埋もれた街の魅力を掘り出す、街の記録係に
立川新聞
日々、移り変わる立川の街並み。道路や遊歩道などが整備され、新たな大型商業施設の建設や個性溢れる飲食店の出店も多い。
かつて魅力あったものが街からなくなっていけば、また新たな魅力あるものが続々と現れてくる。

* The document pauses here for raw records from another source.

use axum::http::StatusCode;
use axum::Json;
use axum_extra::extract::cookie::{Cookie, CookieJar, SameSite};
use serde::Serialize;
use uuid::Uuid;

use crate::config;
use crate::error::ApiError;

pub const TOKEN_COOKIE: &str = "token";

#[derive(Debug, Serialize)]
pub struct TokenBody {
    pub success: bool,
    pub token: String,
}

/// Issues a token for the user and returns it both as an HTTP-only cookie and
/// in the JSON body.
pub fn token_response(
    jar: CookieJar,
    user_id: Uuid,
    status: StatusCode,
) -> Result<(StatusCode, CookieJar, Json<TokenBody>), ApiError> {
    let token = super::generate_jwt(user_id)?;
    let jar = jar.add(session_cookie(token.clone()));
    Ok((status, jar, Json(TokenBody { success: true, token })))
}

pub fn session_cookie(token: String) -> Cookie<'static> {
    let security = &config::config().security;
    Cookie::build((TOKEN_COOKIE, token))
        .path("/")
        .http_only(true)
        .same_site(SameSite::Lax)
        .secure(security.require_https)
        .max_age(time::Duration::days(security.cookie_expiry_days))
        .build()
}

/// Overwrites the token cookie with an empty, already expired one.
pub fn clear_cookie(jar: CookieJar) -> CookieJar {
    let expired = Cookie::build((TOKEN_COOKIE, ""))
        .path("/")
        .http_only(true)
        .max_age(time::Duration::ZERO)
        .build();
    jar.add(expired)
}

そんな急激な移り変わりを25年間、立川に住み続け、見つめてきた㈱エリアダイレクト代表の戸田裕二さんは約3年前に、地域密着型新聞「立川新聞」を立ち上げた。
「始めたきっかけは…、年かな(笑)」
長年、広告業界一筋だった戸田さんは結婚を機に、立川へ移り住んだ。
インターネット専門の広告代理店として独立し、YAHOO!プロモーション広告正規代理店などとして、全国のクライアントのプロモーションを主な仕事として行ってきた。
そんな仕事の傍ら、プライベートでは立川での子育てなどを通じ、次第に地域の人と触れ合う機会が次第に増えてく。「立川の人たちとの出会いを通じ、魅力的なお店、場所などに出会う驚き。今までなかった機会が増えていきましたね」。

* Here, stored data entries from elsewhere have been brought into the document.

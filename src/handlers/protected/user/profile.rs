// handlers/protected/user/profile.rs - Profile of the signed-in user

use axum::{extract::State, response::IntoResponse, Extension};
use axum_extra::extract::cookie::CookieJar;

use crate::auth::session::clear_cookie;
use crate::database::models::user::UpdateProfileRequest;
use crate::database::models::{Profile, User};
use crate::error::ApiError;
use crate::middleware::{ApiResponse, ApiResult, AuthUser, SanitizedJson};
use crate::state::AppState;

/// GET /api/v1/me - the account plus titles and posting dates of its jobs
pub async fn me_get(State(state): State<AppState>, Extension(AuthUser(user)): Extension<AuthUser>) -> ApiResult<Profile> {
    let jobs_posted = state.users.posted_jobs(user.id).await?;
    Ok(ApiResponse::success(Profile { user, jobs_posted }))
}

/// PUT /api/v1/me/update - name and email only
pub async fn me_update_put(
    State(state): State<AppState>,
    Extension(AuthUser(user)): Extension<AuthUser>,
    SanitizedJson(body): SanitizedJson<UpdateProfileRequest>,
) -> ApiResult<User> {
    let (name, email) = body.validate()?;
    let updated = state.users.update_profile(user.id, name.as_deref(), email.as_deref()).await?;
    Ok(ApiResponse::success(updated))
}

/// DELETE /api/v1/me/delete - removes the account with its jobs and applications
pub async fn me_delete(
    State(state): State<AppState>,
    Extension(AuthUser(user)): Extension<AuthUser>,
    jar: CookieJar,
) -> Result<impl IntoResponse, ApiError> {
    delete_account(&state, &user).await?;
    Ok((clear_cookie(jar), ApiResponse::message("Your account has been deleted")))
}

/// Deletes the user row (jobs and applications cascade) and then, in the
/// background, every resume file that belonged to those applications.
pub async fn delete_account(state: &AppState, user: &User) -> Result<(), ApiError> {
    let resumes = state.jobs.resumes_for_account(user.id).await?;
    if !state.users.delete(user.id).await? {
        return Err(ApiError::not_found("User not found"));
    }

    tracing::info!("Deleted {} account {} ({} resumes)", user.role, user.id, resumes.len());
    state.resumes.remove_detached(resumes);
    Ok(())
}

次第に街の魅力に惹かれていった戸田さんだったが同時に、その魅力が街に埋没し、知られていない現状に直面することも多かった。
「なんかもったいないなと。その魅力さえ知ってもらえれば、きっと足を運ぶ人も増えるはず。クライアントのために仕事をするだけでなく、漠然と、そんな地域に役立つことがしたくなったんですよね」と戸田さんは話す。
ひょんなことがきっかけで当時、東京各地で起き始めた「地域密着新聞ネットワーク」の創業者でもある「恵比寿新聞」の代表に出会い、戸田さんは立川新聞の立ち上げを決意した。

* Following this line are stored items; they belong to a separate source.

use chrono::{DateTime, Utc};
use serde::{ser::SerializeMap, Deserialize, Serialize, Serializer};
use sqlx::FromRow;
use uuid::Uuid;

use crate::error::ApiError;
use crate::validation::{is_valid_email, FieldErrors};

pub const INDUSTRIES: &[&str] = &[
    "Business",
    "Information Technology",
    "Banking",
    "Education/Training",
    "Telecommunication",
    "Others",
];
pub const JOB_TYPES: &[&str] = &["Permanent", "Temporary", "Internship"];
pub const EDUCATION_LEVELS: &[&str] = &["Bachelors", "Masters", "Phd"];
pub const EXPERIENCE_LEVELS: &[&str] = &["No Experience", "1 Year - 2 Years", "2 Years - 5 Years", "5 Years+"];

pub const MAX_TITLE_LEN: usize = 100;
pub const MAX_DESCRIPTION_LEN: usize = 1000;

/// Geocoded position of a job. Serializes as a GeoJSON-style point, or `null`
/// when the job has not been geocoded.
#[derive(Debug, Clone, Default, PartialEq, FromRow)]
pub struct Location {
    pub longitude: Option<f64>,
    pub latitude: Option<f64>,
    pub formatted_address: Option<String>,
    pub city: Option<String>,
    pub state: Option<String>,
    pub zipcode: Option<String>,
    pub country: Option<String>,
}

impl Serialize for Location {
    fn serialize<S: Serializer>(&self, serializer: S) -> Result<S::Ok, S::Error> {
        let (Some(lng), Some(lat)) = (self.longitude, self.latitude) else {
            return serializer.serialize_none();
        };
        let mut map = serializer.serialize_map(Some(7))?;
        map.serialize_entry("type", "Point")?;
        map.serialize_entry("coordinates", &[lng, lat])?;
        map.serialize_entry("formattedAddress", &self.formatted_address)?;
        map.serialize_entry("city", &self.city)?;
        map.serialize_entry("state", &self.state)?;
        map.serialize_entry("zipcode", &self.zipcode)?;
        map.serialize_entry("country", &self.country)?;
        map.end()
    }
}

#[derive(Debug, Clone, Serialize, FromRow)]
#[serde(rename_all = "camelCase")]
pub struct Job {
    pub id: Uuid,
    pub title: String,
    pub slug: String,
    pub description: String,
    pub email: Option<String>,
    pub address: String,
    #[sqlx(flatten)]
    pub location: Location,
    pub company: String,
    pub industry: Vec<String>,
    pub job_type: String,
    pub min_education: String,
    pub positions: i32,
    pub experience: String,
    pub salary: i64,
    pub posting_date: DateTime<Utc>,
    pub last_date: DateTime<Utc>,
    #[serde(rename = "user")]
    pub user_id: Uuid,
    #[serde(skip_serializing)]
    pub version: i32,
}

impl Job {
    pub fn is_owned_by(&self, user_id: Uuid) -> bool {
        self.user_id == user_id
    }

    pub fn is_closed(&self, now: DateTime<Utc>) -> bool {
        self.last_date < now
    }
}

/// Accepts numbers sent either as JSON numbers or as numeric strings
#[derive(Debug, Clone, Deserialize)]
#[serde(untagged)]
pub enum Numeric {
    Int(i64),
    Float(f64),
    Text(String),
}

impl Numeric {
    pub fn to_i64(&self) -> Option<i64> {
        match self {
            Numeric::Int(i) => Some(*i),
            Numeric::Float(f) if f.is_finite() && f.fract() == 0.0 => Some(*f as i64),
            Numeric::Float(_) => None,
            Numeric::Text(s) => s.trim().parse().ok(),
        }
    }
}

#[derive(Debug, Clone, Deserialize)]
#[serde(untagged)]
pub enum OneOrMany {
    One(String),
    Many(Vec<String>),
}

impl OneOrMany {
    pub fn into_vec(self) -> Vec<String> {
        match self {
            OneOrMany::One(s) => vec![s],
            OneOrMany::Many(v) => v,
        }
    }
}

/// Body of create and update requests. Every field is optional here; which ones
/// are required depends on the operation.
#[derive(Debug, Clone, Default, Deserialize)]
#[serde(rename_all = "camelCase")]
pub struct JobRequest {
    pub title: Option<String>,
    pub description: Option<String>,
    pub email: Option<String>,
    pub address: Option<String>,
    pub company: Option<String>,
    pub industry: Option<OneOrMany>,
    pub job_type: Option<String>,
    pub min_education: Option<String>,
    pub positions: Option<Numeric>,
    pub experience: Option<String>,
    pub salary: Option<Numeric>,
    pub last_date: Option<DateTime<Utc>>,
}

/// Validated input for a new job; location is filled in by the geocoder.
#[derive(Debug, Clone)]
pub struct NewJob {
    pub title: String,
    pub slug: String,
    pub description: String,
    pub email: Option<String>,
    pub address: String,
    pub company: String,
    pub industry: Vec<String>,
    pub job_type: String,
    pub min_education: String,
    pub positions: i32,
    pub experience: String,
    pub salary: i64,
    pub last_date: Option<DateTime<Utc>>,
}

/// Validated partial update; `None` leaves the stored value unchanged.
#[derive(Debug, Clone, Default)]
pub struct JobChanges {
    pub title: Option<String>,
    pub slug: Option<String>,
    pub description: Option<String>,
    pub email: Option<String>,
    pub address: Option<String>,
    pub location: Option<Location>,
    pub company: Option<String>,
    pub industry: Option<Vec<String>>,
    pub job_type: Option<String>,
    pub min_education: Option<String>,
    pub positions: Option<i32>,
    pub experience: Option<String>,
    pub salary: Option<i64>,
    pub last_date: Option<DateTime<Utc>>,
}

impl JobRequest {
    pub fn validate_new(self) -> Result<NewJob, ApiError> {
        let mut errors = FieldErrors::new();

        let title = errors.required("title", self.title.as_deref(), "Please enter job title.");
        let description = errors.required("description", self.description.as_deref(), "Please enter job description.");
        let address = errors.required("address", self.address.as_deref(), "Please enter an address.");
        let company = errors.required("company", self.company.as_deref(), "Please enter company name.");
        let job_type = errors.required("jobType", self.job_type.as_deref(), "Please enter job type.");
        let min_education = errors.required(
            "minEducation",
            self.min_education.as_deref(),
            "Please enter minimum education for the job.",
        );
        let experience = errors.required(
            "experience",
            self.experience.as_deref(),
            "Please enter experience required for the job",
        );
        if self.industry.is_none() {
            errors.add("industry", "Please enter industry for the job.");
        }
        if self.salary.is_none() {
            errors.add("salary", "Please enter expected salary for this job.");
        }

        let checked = check_fields(&mut errors, &self);
        errors.finish()?;

        let (Some(title), Some(description), Some(address), Some(company), Some(job_type), Some(min_education), Some(experience)) =
            (title, description, address, company, job_type, min_education, experience)
        else {
            return Err(ApiError::validation_error("Invalid job data", None));
        };

        Ok(NewJob {
            title: title.to_string(),
            slug: slugify(title),
            description: description.to_string(),
            email: checked.email,
            address: address.to_string(),
            company: company.to_string(),
            industry: checked.industry.unwrap_or_default(),
            job_type: job_type.to_string(),
            min_education: min_education.to_string(),
            positions: checked.positions.unwrap_or(1),
            experience: experience.to_string(),
            salary: checked.salary.unwrap_or_default(),
            last_date: self.last_date,
        })
    }

    pub fn validate_changes(self) -> Result<JobChanges, ApiError> {
        let mut errors = FieldErrors::new();

        let mut require = |field: &str, value: &Option<String>, message: &str| -> Option<String> {
            value
                .as_deref()
                .and_then(|v| errors.required(field, Some(v), message))
                .map(str::to_string)
        };
        let title = require("title", &self.title, "Please enter job title.");
        let description = require("description", &self.description, "Please enter job description.");
        let address = require("address", &self.address, "Please enter an address.");
        let company = require("company", &self.company, "Please enter company name.");
        let job_type = require("jobType", &self.job_type, "Please enter job type.");
        let min_education = require("minEducation", &self.min_education, "Please enter minimum education for the job.");
        let experience = require("experience", &self.experience, "Please enter experience required for the job");

        let checked = check_fields(&mut errors, &self);
        errors.finish()?;

        Ok(JobChanges {
            slug: title.as_deref().map(slugify),
            title,
            description,
            email: checked.email,
            address,
            location: None,
            company,
            industry: checked.industry,
            job_type,
            min_education,
            positions: checked.positions,
            experience,
            salary: checked.salary,
            last_date: self.last_date,
        })
    }
}

struct CheckedFields {
    email: Option<String>,
    industry: Option<Vec<String>>,
    positions: Option<i32>,
    salary: Option<i64>,
}

/// Length, enumeration and number rules shared by create and update.
fn check_fields(errors: &mut FieldErrors, req: &JobRequest) -> CheckedFields {
    if let Some(title) = req.title.as_deref() {
        if title.trim().chars().count() > MAX_TITLE_LEN {
            errors.add("title", "Job title cannot exceed 100 characters.");
        }
    }
    if let Some(description) = req.description.as_deref() {
        if description.chars().count() > MAX_DESCRIPTION_LEN {
            errors.add("description", "Job description cannot exceed 1000 characters.");
        }
    }

    let email = match req.email.as_deref().map(str::trim) {
        Some("") | None => None,
        Some(email) => {
            if !is_valid_email(email) {
                errors.add("email", "Please enter valid email address.");
            }
            Some(email.to_string())
        }
    };

    let industry = req.industry.clone().map(OneOrMany::into_vec);
    if let Some(values) = industry.as_ref() {
        if values.is_empty() {
            errors.add("industry", "Please enter industry for the job.");
        } else if !values.iter().all(|v| INDUSTRIES.contains(&v.as_str())) {
            errors.add("industry", "Please select correct option for industry.");
        }
    }
    if let Some(job_type) = req.job_type.as_deref().map(str::trim).filter(|v| !v.is_empty()) {
        errors.one_of("jobType", job_type, JOB_TYPES, "Please select correct option for job type.");
    }
    if let Some(level) = req.min_education.as_deref().map(str::trim).filter(|v| !v.is_empty()) {
        errors.one_of("minEducation", level, EDUCATION_LEVELS, "Please select correct option for Education");
    }
    if let Some(level) = req.experience.as_deref().map(str::trim).filter(|v| !v.is_empty()) {
        errors.one_of("experience", level, EXPERIENCE_LEVELS, "Please select correct option for experience.");
    }

    let positions = req.positions.as_ref().and_then(|p| {
        let value = p.to_i64().and_then(|n| i32::try_from(n).ok()).filter(|n| *n >= 1);
        if value.is_none() {
            errors.add("positions", "Positions must be a positive whole number.");
        }
        value
    });
    let salary = req.salary.as_ref().and_then(|s| {
        let value = s.to_i64().filter(|n| *n >= 0);
        if value.is_none() {
            errors.add("salary", "Salary must be a non-negative whole number.");
        }
        value
    });

    CheckedFields {
        email,
        industry,
        positions,
        salary,
    }
}

/// Lowercase, hyphen separated form of a title: "Senior Rust Dev!" -> "senior-rust-dev".
pub fn slugify(title: &str) -> String {
    let mut slug = String::with_capacity(title.len());
    let mut pending_dash = false;
    for c in title.chars() {
        if c.is_alphanumeric() {
            if pending_dash && !slug.is_empty() {
                slug.push('-');
            }
            pending_dash = false;
            slug.extend(c.to_lowercase());
        } else {
            pending_dash = true;
        }
    }
    slug
}

/// Aggregate over the jobs in one experience bucket
#[derive(Debug, Clone, Serialize, FromRow)]
#[serde(rename_all = "camelCase")]
pub struct JobStats {
    pub experience: String,
    pub total_jobs: i64,
    pub avg_salary: f64,
    pub avg_positions: f64,
    pub min_salary: i64,
    pub max_salary: i64,
}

「きっかけは…、年かな(笑)。まずはやってみようと」と、たった1人、立川新聞を立ち上げた。
「立川各地をまわり、記録する日々へ」
とはいえ名前も知られていない地域メディアだったため当初は、一軒一軒、自ら周り、熱意を持って取材交渉を行った。
飲食店を取材する際は「お金をもらっちゃうと、好きに書けないから」と、紹介するメニューなど、すべて実費。昼、夜としている店であれば、2回足を足を運び、細かく紹介していった。
「当時はカメラも、こんな小さくてね。それでも色んなところに取材依頼でまわりましたよ。IKEAのオープンの際は、まわりには大手新聞社の記者さんたちと一緒に取材したり。中々、できない経験で新鮮でしたね」。
取材対象は、店舗やイベントだけにとどまらず、情報として表に出てこない市役所の仕事などを取り上げようと建築現場まで同行し、そこで働く人々の取材なども行ってきた。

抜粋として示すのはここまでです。